[Stored data entries]
=-=-=-=-=

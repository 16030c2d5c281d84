use std::num::TryFromIntError;
use thiserror::Error;

/// Internal issues with the codebase indicating unexpected behavior & possible bugs
#[derive(Error, Debug)]
pub enum InternalError {
    /// Stored BIGINT column could not be converted back into a Discord snowflake.
    ///
    /// Snowflakes are written as `i64` and should always read back as a
    /// non-negative value. A negative value means the row was written by
    /// something other than this bot.
    #[error("Failed to convert stored id {value} into a Discord id: {source}")]
    InvalidStoredId {
        /// The stored value that failed to convert
        value: i64,
        /// The underlying conversion error
        #[source]
        source: TryFromIntError,
    },

    /// The message counting task is no longer running.
    ///
    /// Occurs when the activity tracker's channel is closed, which only happens
    /// if the task panicked or the runtime is shutting down.
    #[error("Activity tracker is not running")]
    ActivityTrackerStopped,
}
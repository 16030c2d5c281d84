use thiserror::Error;

#[derive(Error, Debug)]
pub enum ConfigError {
    /// Required environment variable is not set.
    ///
    /// The bot cannot start without this variable. Check the `.env.example` file for
    /// the list of required configuration variables.
    #[error("Missing required environment variable: {0}")]
    MissingEnvVar(String),

    /// Environment variable is set but its value could not be parsed.
    ///
    /// Raised for numeric variables such as `GUILD_ID` that contain anything other
    /// than a Discord snowflake.
    #[error("Invalid value '{value}' for environment variable {name}")]
    InvalidEnvVar {
        /// Name of the offending variable
        name: String,
        /// Raw value that failed to parse
        value: String,
    },
}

=-=-=-=-=

Exactly the lines from the one containing "was written by" to the final line of the data, both included, should be printed, and nothing more.

Answer box
    /// non-negative value. A negative value means the row was written by
    /// something other than this bot.
    #[error("Failed to convert stored id {value} into a Discord id: {source}")]
    InvalidStoredId {
        /// The stored value that failed to convert
        value: i64,
        /// The underlying conversion error
        #[source]
        source: TryFromIntError,
    },

    /// The message counting task is no longer running.
    ///
    /// Occurs when the activity tracker's channel is closed, which only happens
    /// if the task panicked or the runtime is shutting down.
    #[error("Activity tracker is not running")]
    ActivityTrackerStopped,
}
repository 16030c2d5c281d84
use thiserror::Error;

#[derive(Error, Debug)]
pub enum ConfigError {
    /// Required environment variable is not set.
    ///
    /// The bot cannot start without this variable. Check the `.env.example` file for
    /// the list of required configuration variables.
    #[error("Missing required environment variable: {0}")]
    MissingEnvVar(String),

    /// Environment variable is set but its value could not be parsed.
    ///
    /// Raised for numeric variables such as `GUILD_ID` that contain anything other
    /// than a Discord snowflake.
    #[error("Invalid value '{value}' for environment variable {name}")]
    InvalidEnvVar {
        /// Name of the offending variable
        name: String,
        /// Raw value that failed to parse
        value: String,
    },
}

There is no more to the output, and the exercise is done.